Pain Medication Delays Expected After DEA Enforcement Shift

Abstract

APA and other organizations concerned about the care of institutionalized, chronically ill patients fear that a move to enforce a previously unenforced DEA policy could cause patients to endure unnecessary pain or psychotic episodes.
APA and a congressional ally are urging the Obama administration to require the Drug Enforcement Administration (DEA) to adjust a new initiative that is negatively impacting the care of patients in long-term-care facilities.
The problems stem from a 2010 DEA initiative to enforce a requirement of the Controlled Substances Act that physicians treating patients in nursing homes, hospices, and other long-term-care settings provide a written prescription directly to a pharmacist when ordering controlled substances. The prescription requirement, which was previously unenforced, bars the earlier practice of many clinicians of verbally authorizing long-term-care facility staff members to administer needed medications and then faxing a written prescription to the pharmacy within 24 hours.
Enforcing a ban on temporary verbal authorizations has resulted in many patients' experiencing acute pain or psychotic episodes outside of pharmacies' operating hours and going without needed care, according to APA and others concerned with the treatment of chronically ill patients.
“This [enforcement initiative] is both frustrating to our members and a barrier to prompt, appropriate, and medically needed care,” wrote James H. Scully Jr., M.D., medical director of APA, in a letter to Sen.

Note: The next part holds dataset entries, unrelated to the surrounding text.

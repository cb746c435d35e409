use std::path::{Path, PathBuf};

use tracing::debug;

use crate::error::AppError;
use crate::model::candle::Candle;

/// Roughly two years of daily bars.
pub const DEFAULT_LOOKBACK_BARS: usize = 504;

/// Ordered OHLC history for an instrument, oldest first.
pub trait HistorySource: Send + Sync {
    fn load_bars(&self, symbol: &str, lookback_bars: usize) -> Result<Vec<Candle>, AppError>;
}

/// Reads `<dir>/<SYMBOL>.csv` files with a header row containing at least
/// `open,high,low,close`. Extra columns such as `date` or `volume` are ignored.
#[derive(Debug, Clone)]
pub struct CsvHistorySource {
    dir: PathBuf,
}

impl CsvHistorySource {
    pub fn new(dir: impl Into<PathBuf>) -> Self {
        Self { dir: dir.into() }
    }

    pub fn path_for(&self, symbol: &str) -> PathBuf {
        self.dir.join(format!("{}.csv", symbol))
    }
}

impl HistorySource for CsvHistorySource {
    fn load_bars(&self, symbol: &str, lookback_bars: usize) -> Result<Vec<Candle>, AppError> {
        let path = self.path_for(symbol);
        let bars = read_bars(&path).map_err(|e| AppError::History {
            symbol: symbol.to_string(),
            msg: format!("{}: {}", path.display(), e),
        })?;
        if bars.is_empty() {
            return Err(AppError::History {
                symbol: symbol.to_string(),
                msg: format!("{} holds no usable bars", path.display()),
            });
        }
        let start = bars.len().saturating_sub(lookback_bars.max(1));
        debug!(symbol, bars = bars.len() - start, path = %path.display(), "history loaded");
        Ok(bars[start..].to_vec())
    }
}

fn read_bars(path: &Path) -> Result<Vec<Candle>, AppError> {
    let mut reader = csv::ReaderBuilder::new()
        .trim(csv::Trim::All)
        .from_path(path)?;
    let mut bars = Vec::new();
    for record in reader.deserialize::<Candle>() {
        let bar = record?;
        if bar.is_finite() {
            bars.push(bar);
        }
    }
    Ok(bars)
}

#[cfg(test)]
mod tests {
    use super::*;

    fn temp_dir(tag: &str) -> PathBuf {
        let dir = std::env::temp_dir().join(format!(
            "autotrader-history-{}-{}",
            tag,
            uuid::Uuid::new_v4().simple()
        ));
        std::fs::create_dir_all(&dir).unwrap();
        dir
    }

    #[test]
    fn keeps_the_trailing_lookback() {
        let dir = temp_dir("tail");
        std::fs::write(
            dir.join("AAPL.csv"),
            "Date,Open,High,Low,Close,Volume\n\
             2024-01-01,1,2,0.5,1.5,100\n\
             2024-01-02,2,3,1.5,2.5,100\n\
             2024-01-03,3,4,2.5,3.5,100\n",
        )
        .unwrap();
        let bars = CsvHistorySource::new(&dir).load_bars("AAPL", 2).unwrap();
        assert_eq!(bars.len(), 2);
        assert_eq!(bars[0].close, 2.5);
        assert_eq!(bars[1].close, 3.5);
        let _ = std::fs::remove_dir_all(dir);
    }

    #[test]
    fn missing_file_is_history_error() {
        let dir = temp_dir("missing");
        let err = CsvHistorySource::new(&dir).load_bars("MSFT", 10).unwrap_err();
        assert!(matches!(err, AppError::History { ref symbol, .. } if symbol == "MSFT"));
        let _ = std::fs::remove_dir_all(dir);
    }
}
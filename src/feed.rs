use std::path::Path;
use std::time::Duration;

use tokio::sync::{mpsc, watch};
use tracing::{info, warn};

use crate::error::AppError;
use crate::model::tick::Tick;

/// Read a recorded tick tape: a CSV with header `symbol,price[,timestamp_ms]`.
pub fn read_tick_tape(path: &Path) -> Result<Vec<Tick>, AppError> {
    let mut reader = csv::ReaderBuilder::new()
        .trim(csv::Trim::All)
        .from_path(path)?;
    let mut ticks = Vec::new();
    for record in reader.deserialize::<Tick>() {
        ticks.push(record?);
    }
    Ok(ticks)
}

/// Push `ticks` into the ordered tick channel, optionally paced. Returns the
/// number of ticks sent before the tape ended, the channel closed, or
/// shutdown was signalled.
pub async fn replay_ticks(
    ticks: Vec<Tick>,
    pace: Duration,
    tick_tx: mpsc::Sender<Tick>,
    mut shutdown: watch::Receiver<bool>,
) -> usize {
    let total = ticks.len();
    let mut sent = 0usize;
    for tick in ticks {
        if *shutdown.borrow() {
            break;
        }
        if tick_tx.send(tick).await.is_err() {
            warn!("tick channel closed, replay stopped");
            break;
        }
        sent += 1;
        if !pace.is_zero() {
            tokio::select! {
                _ = tokio::time::sleep(pace) => {}
                _ = shutdown.changed() => {}
            }
        }
    }
    info!(sent, total, "tick replay finished");
    sent
}

#[cfg(test)]
mod tests {
    use super::*;

    #[test]
    fn timestamp_column_is_optional() {
        let path = std::env::temp_dir().join(format!(
            "autotrader-tape-{}.csv",
            uuid::Uuid::new_v4().simple()
        ));
        std::fs::write(&path, "symbol,price\nAAPL,101.5\nMSFT,40\n").unwrap();
        let ticks = read_tick_tape(&path).unwrap();
        assert_eq!(ticks, vec![Tick::new("AAPL", 101.5, 0), Tick::new("MSFT", 40.0, 0)]);
        let _ = std::fs::remove_file(path);
    }
}
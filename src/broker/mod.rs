pub mod paper;

use std::future::Future;

use crate::error::AppError;
use crate::model::order::{OrderAck, OrderIntent};

pub use paper::PaperBroker;

/// Order execution collaborator. A failed submission leaves the caller's
/// state untouched; the next tick retries.
pub trait OrderSink: Send + Sync {
    fn submit(&self, intent: OrderIntent) -> impl Future<Output = Result<OrderAck, AppError>> + Send;
}
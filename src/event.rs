use std::sync::Arc;

use crate::model::order::{OrderAck, OrderIntent};
use crate::model::signal::Signal;
use crate::portfolio::AllocationTable;
use crate::risk_module::ExitTrigger;

#[derive(Debug, Clone)]
pub enum AppEvent {
    SignalComputed {
        symbol: String,
        signal: Signal,
        price: f64,
        timestamp_ms: u64,
    },
    OrderPlaced {
        intent: OrderIntent,
        ack: OrderAck,
    },
    OrderFailed {
        intent: OrderIntent,
        reason_code: String,
        reason: String,
    },
    /// Candidate signal the risk gate did not let through.
    OrderBlocked {
        symbol: String,
        signal: Signal,
        reason_code: String,
        reason: String,
    },
    AllocationUpdated(Arc<AllocationTable>),
    ExitAdvice {
        symbol: String,
        trigger: ExitTrigger,
        entry_price: f64,
        price: f64,
        timestamp_ms: u64,
    },
    TickDropped {
        symbol: String,
    },
    Error(String),
}
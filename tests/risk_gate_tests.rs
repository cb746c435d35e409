use stock_autotrader::error::AppError;
use stock_autotrader::model::signal::Signal;
use stock_autotrader::risk_module::{ExitTrigger, RiskGate, RiskLimits, RiskState};

const SEC: u64 = 1_000;

fn gate() -> RiskGate {
    RiskGate::new(RiskLimits::default())
}

#[test]
/// Verifies the cooldown scenario with the default 3600 s window:
/// after a trade at t=0, trading is blocked at t=1800 and allowed at t=3601.
fn cooldown_blocks_then_releases() {
    let gate = gate();
    let mut state = RiskState::default();
    assert!(gate.can_trade(&state, 0));

    gate.record_trade(&mut state, 0);
    assert!(!gate.can_trade(&state, 0));
    assert!(!gate.can_trade(&state, 1_800 * SEC));
    assert!(!gate.can_trade(&state, 3_600 * SEC));
    assert!(gate.can_trade(&state, 3_601 * SEC));
}

#[test]
/// Verifies that a clock stepping backwards never unlocks the cooldown.
fn clock_going_backwards_stays_blocked() {
    let gate = gate();
    let mut state = RiskState::default();
    gate.record_trade(&mut state, 10_000 * SEC);
    assert!(!gate.can_trade(&state, 5 * SEC));
}

#[test]
/// Verifies duplicate suppression: two identical consecutive signals allow
/// only one order, while a reversal is allowed again.
fn duplicate_signal_is_suppressed() {
    let gate = gate();
    let mut state = RiskState::default();
    assert!(gate.allow_order(&state, Signal::Buy));
    gate.record_order(&mut state, Signal::Buy);
    assert!(!gate.allow_order(&state, Signal::Buy));
    assert!(gate.allow_order(&state, Signal::Sell));
}

#[test]
/// Verifies that allow_order is a pure check and never commits.
fn allow_order_does_not_record() {
    let gate = gate();
    let state = RiskState::default();
    assert!(gate.allow_order(&state, Signal::Sell));
    assert!(gate.allow_order(&state, Signal::Sell));
    assert_eq!(state.last_order_signal, None);
}

#[test]
/// Verifies stop-loss and take-profit thresholds at their exact boundaries.
fn stop_loss_and_take_profit_boundaries() {
    let gate = gate();
    assert!(gate.stop_loss_hit(100.0, 95.0));
    assert!(!gate.stop_loss_hit(100.0, 95.01));
    assert!(gate.take_profit_hit(100.0, 110.0));
    assert!(!gate.take_profit_hit(100.0, 109.99));
    assert_eq!(gate.exit_trigger(100.0, 90.0), Some(ExitTrigger::StopLoss));
    assert_eq!(gate.exit_trigger(100.0, 125.0), Some(ExitTrigger::TakeProfit));
    assert_eq!(gate.exit_trigger(100.0, 101.0), None);
    assert!(!gate.stop_loss_hit(0.0, 1.0));
}

#[test]
/// Verifies the allocation ceiling is reported as an error, never clamped.
fn notional_above_ceiling_is_rejected() {
    let gate = RiskGate::new(RiskLimits {
        capital: 10_000.0,
        max_alloc_fraction: 0.2,
        ..RiskLimits::default()
    });
    assert_eq!(gate.max_allocation(), 2_000.0);
    assert!(gate.check_notional(2_000.0).is_ok());
    match gate.check_notional(2_500.0) {
        Err(AppError::AllocationCap { notional, max }) => {
            assert_eq!(notional, 2_500.0);
            assert_eq!(max, 2_000.0);
        }
        other => panic!("expected allocation cap error, got {:?}", other),
    }
}
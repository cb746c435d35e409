use std::collections::VecDeque;

/// Recompute the running sum from scratch after this many pushes so float
/// error cannot accumulate over long streams.
const RESUM_EVERY: u64 = 4_096;

/// Simple moving average over the last `period` values.
#[derive(Debug, Clone)]
pub struct Sma {
    period: usize,
    window: VecDeque<f64>,
    sum: f64,
    pushes: u64,
}

impl Sma {
    pub fn new(period: usize) -> Self {
        assert!(period > 0, "SMA period must be > 0");
        Self {
            period,
            window: VecDeque::with_capacity(period),
            sum: 0.0,
            pushes: 0,
        }
    }

    /// Push a new value, return the current SMA once `period` values are in.
    pub fn push(&mut self, value: f64) -> Option<f64> {
        if self.window.len() == self.period {
            if let Some(oldest) = self.window.pop_front() {
                self.sum -= oldest;
            }
        }
        self.window.push_back(value);
        self.sum += value;
        self.pushes += 1;
        if self.pushes % RESUM_EVERY == 0 {
            self.sum = self.window.iter().sum();
        }
        self.value()
    }

    pub fn value(&self) -> Option<f64> {
        self.is_ready().then(|| self.sum / self.period as f64)
    }

    pub fn is_ready(&self) -> bool {
        self.window.len() == self.period
    }

    pub fn period(&self) -> usize {
        self.period
    }
}

#[cfg(test)]
mod tests {
    use super::*;

    #[test]
    fn ready_after_period_values() {
        let mut sma = Sma::new(3);
        assert_eq!(sma.push(1.0), None);
        assert_eq!(sma.push(2.0), None);
        assert!(!sma.is_ready());
        assert!((sma.push(3.0).unwrap() - 2.0).abs() < f64::EPSILON);
        assert!((sma.push(4.0).unwrap() - 3.0).abs() < f64::EPSILON);
    }

    #[test]
    fn long_stream_matches_naive_mean() {
        let mut sma = Sma::new(50);
        let mut naive: VecDeque<f64> = VecDeque::new();
        for i in 0..20_000u64 {
            let v = 100.0 + (i as f64 * 0.37).sin() * 5.0;
            sma.push(v);
            naive.push_back(v);
            if naive.len() > 50 {
                naive.pop_front();
            }
            if let Some(avg) = sma.value() {
                let expected = naive.iter().sum::<f64>() / naive.len() as f64;
                assert!((avg - expected).abs() < 1e-8, "drift at i={}", i);
            }
        }
    }

    #[test]
    #[should_panic(expected = "SMA period must be > 0")]
    fn zero_period_panics() {
        Sma::new(0);
    }
}
use std::collections::HashMap;
use std::sync::Arc;

use tracing::info;

use crate::decision::{self, Decision, DecisionContext, InstrumentState};
use crate::error::AppError;
use crate::model::order::OrderIntent;
use crate::model::signal::Signal;
use crate::portfolio::AllocationTable;
use crate::predictor::SignalSource;
use crate::risk_module::RiskGate;
use crate::window::WindowTracker;

/// Normalise a ticker the way the registry keys it.
pub fn normalize_symbol(symbol: &str) -> String {
    symbol.trim().to_ascii_uppercase()
}

/// Application context: the instrument registry plus the shared, immutable
/// collaborators every decision needs.
pub struct Session {
    tracker: WindowTracker,
    source: Arc<dyn SignalSource>,
    gate: RiskGate,
    instruments: HashMap<String, InstrumentState>,
    order: Vec<String>,
}

impl Session {
    /// Create one instrument entry per distinct ticker, in input order.
    pub fn init(
        tickers: &[String],
        window_capacity: usize,
        tracker: WindowTracker,
        source: Arc<dyn SignalSource>,
        gate: RiskGate,
    ) -> Result<Self, AppError> {
        if window_capacity == 0 {
            return Err(AppError::Config("window capacity must be > 0".to_string()));
        }
        let mut instruments = HashMap::new();
        let mut order = Vec::new();
        for raw in tickers {
            let symbol = normalize_symbol(raw);
            if symbol.is_empty() || instruments.contains_key(&symbol) {
                continue;
            }
            instruments.insert(symbol.clone(), InstrumentState::new(symbol.clone(), window_capacity));
            order.push(symbol);
        }
        if order.is_empty() {
            return Err(AppError::Config("no tickers to track".to_string()));
        }
        info!(
            instruments = order.len(),
            model = source.name(),
            window_capacity,
            "session initialised"
        );
        Ok(Self {
            tracker,
            source,
            gate,
            instruments,
            order,
        })
    }

    pub fn symbols(&self) -> &[String] {
        &self.order
    }

    pub fn tracked_count(&self) -> usize {
        self.order.len()
    }

    pub fn gate(&self) -> &RiskGate {
        &self.gate
    }

    pub fn tracker(&self) -> &WindowTracker {
        &self.tracker
    }

    pub fn source(&self) -> &Arc<dyn SignalSource> {
        &self.source
    }

    pub fn instrument(&self, symbol: &str) -> Option<&InstrumentState> {
        self.instruments.get(&normalize_symbol(symbol))
    }

    fn entry(&self, symbol: &str) -> Result<&InstrumentState, AppError> {
        self.instruments
            .get(&normalize_symbol(symbol))
            .ok_or_else(|| AppError::invalid_instrument(symbol, "not tracked by this session"))
    }

    fn entry_mut(&mut self, symbol: &str) -> Result<&mut InstrumentState, AppError> {
        self.instruments
            .get_mut(&normalize_symbol(symbol))
            .ok_or_else(|| AppError::invalid_instrument(symbol, "not tracked by this session"))
    }

    /// Feed one price; returns the fresh candidate signal, or `None` during warm-up.
    pub fn observe(&mut self, symbol: &str, price: f64) -> Result<Option<Signal>, AppError> {
        let state = self
            .instruments
            .get_mut(&normalize_symbol(symbol))
            .ok_or_else(|| AppError::invalid_instrument(symbol, "not tracked by this session"))?;
        state.observe(&self.tracker, self.source.as_ref(), price)
    }

    pub fn can_trade(&self, symbol: &str, now_ms: u64) -> Result<bool, AppError> {
        Ok(self.gate.can_trade(&self.entry(symbol)?.risk, now_ms))
    }

    pub fn record_trade(&mut self, symbol: &str, now_ms: u64) -> Result<(), AppError> {
        let gate = self.gate;
        gate.record_trade(&mut self.entry_mut(symbol)?.risk, now_ms);
        Ok(())
    }

    pub fn allow_order(&self, symbol: &str, signal: Signal) -> Result<bool, AppError> {
        Ok(self.gate.allow_order(&self.entry(symbol)?.risk, signal))
    }

    pub fn record_order(&mut self, symbol: &str, signal: Signal) -> Result<(), AppError> {
        let gate = self.gate;
        gate.record_order(&mut self.entry_mut(symbol)?.risk, signal);
        Ok(())
    }

    /// Run the full decision loop for one tick.
    pub fn decide(
        &mut self,
        symbol: &str,
        price: f64,
        allocations: &AllocationTable,
        now_ms: u64,
    ) -> Result<Decision, AppError> {
        let tracked_count = self.order.len();
        let state = self
            .instruments
            .get_mut(&normalize_symbol(symbol))
            .ok_or_else(|| AppError::invalid_instrument(symbol, "not tracked by this session"))?;
        let ctx = DecisionContext {
            tracker: &self.tracker,
            source: self.source.as_ref(),
            gate: &self.gate,
            allocations,
            tracked_count,
        };
        decision::decide(&ctx, state, price, now_ms)
    }

    pub fn confirm(&mut self, intent: &OrderIntent, now_ms: u64) -> Result<(), AppError> {
        let gate = self.gate;
        let state = self.entry_mut(&intent.symbol)?;
        decision::confirm(&gate, state, intent, now_ms);
        Ok(())
    }

    /// Hand every instrument to its own worker. The session keeps the shared
    /// collaborators only.
    pub fn take_instruments(&mut self) -> Vec<InstrumentState> {
        let mut out = Vec::with_capacity(self.order.len());
        for symbol in &self.order {
            if let Some(state) = self.instruments.remove(symbol) {
                out.push(state);
            }
        }
        out
    }

    /// Put instrument states returned by finished workers back.
    pub fn restore(&mut self, states: impl IntoIterator<Item = InstrumentState>) {
        for state in states {
            self.instruments.insert(state.symbol.clone(), state);
        }
    }

    /// Log the final per-instrument status and release the registry.
    pub fn teardown(mut self) -> Vec<InstrumentState> {
        let mut out = Vec::with_capacity(self.order.len());
        for symbol in &self.order {
            let Some(state) = self.instruments.remove(symbol) else {
                continue;
            };
            info!(
                symbol = %state.symbol,
                status = ?state.status,
                held = ?state.held_signal(),
                window_len = state.window.len(),
                last_trade_ms = ?state.risk.last_trade_ms,
                "instrument torn down"
            );
            out.push(state);
        }
        out
    }
}

impl std::fmt::Debug for Session {
    fn fmt(&self, f: &mut std::fmt::Formatter<'_>) -> std::fmt::Result {
        f.debug_struct("Session")
            .field("model", &self.source.name())
            .field("symbols", &self.order)
            .field("tracker", &self.tracker)
            .finish()
    }
}
use serde::{Deserialize, Serialize};

/// Number of named indicators in the classifier input contract.
pub const FEATURE_COUNT: usize = 7;

/// Feature-name contract shared by every trained classifier. Order matters:
/// `FeatureRow::values` is laid out in exactly this order.
pub const FEATURE_NAMES: [&str; FEATURE_COUNT] =
    ["RSI", "MACD", "SMA_50", "SMA_200", "EMA_20", "EMA_50", "ATR"];

/// Indicator vector for one time step together with the close it was
/// derived from.
#[derive(Debug, Clone, Copy, PartialEq, Serialize, Deserialize)]
pub struct FeatureRow {
    pub close: f64,
    pub rsi: f64,
    pub macd: f64,
    pub sma_50: f64,
    pub sma_200: f64,
    pub ema_20: f64,
    pub ema_50: f64,
    pub atr: f64,
}

impl FeatureRow {
    pub fn values(&self) -> [f64; FEATURE_COUNT] {
        [
            self.rsi,
            self.macd,
            self.sma_50,
            self.sma_200,
            self.ema_20,
            self.ema_50,
            self.atr,
        ]
    }

    pub fn is_finite(&self) -> bool {
        self.close.is_finite() && self.values().iter().all(|v| v.is_finite())
    }
}

/// Feature row with its forward-looking up/down target.
#[derive(Debug, Clone, Copy, PartialEq)]
pub struct LabeledRow {
    pub row: FeatureRow,
    /// `true` when the next close is strictly above this close.
    pub target: bool,
}

/// Check a model's declared feature list against [`FEATURE_NAMES`].
pub fn matches_feature_contract<S: AsRef<str>>(declared: &[S]) -> bool {
    declared.len() == FEATURE_COUNT
        && declared
            .iter()
            .zip(FEATURE_NAMES.iter())
            .all(|(d, expected)| d.as_ref() == *expected)
}

#[cfg(test)]
mod tests {
    use super::*;

    #[test]
    fn contract_requires_exact_order() {
        assert!(matches_feature_contract(&FEATURE_NAMES));
        let mut swapped = FEATURE_NAMES;
        swapped.swap(0, 1);
        assert!(!matches_feature_contract(&swapped));
        assert!(!matches_feature_contract(&FEATURE_NAMES[..6]));
    }
}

Herb Kohl (D-Wis.), who in turn raised APA's concerns with the Obama administration.
An additional problem caused by the enforcement initiative is that it may open clinicians to legal liabilities under laws requiring physicians to provide prompt care for patients in distress, according to Cheryl Phillips, M.D., president of the American Geriatrics Society.
“The fact is that physicians are very aware of the liability risks that accompany poor pain control,” said Phillips during congressional testimony on the issue in March 2010. “When they realize that there are such significant challenges to adequately manage pain in the nursing home, the easiest option for physicians is to merely opt out of nursing home practice.”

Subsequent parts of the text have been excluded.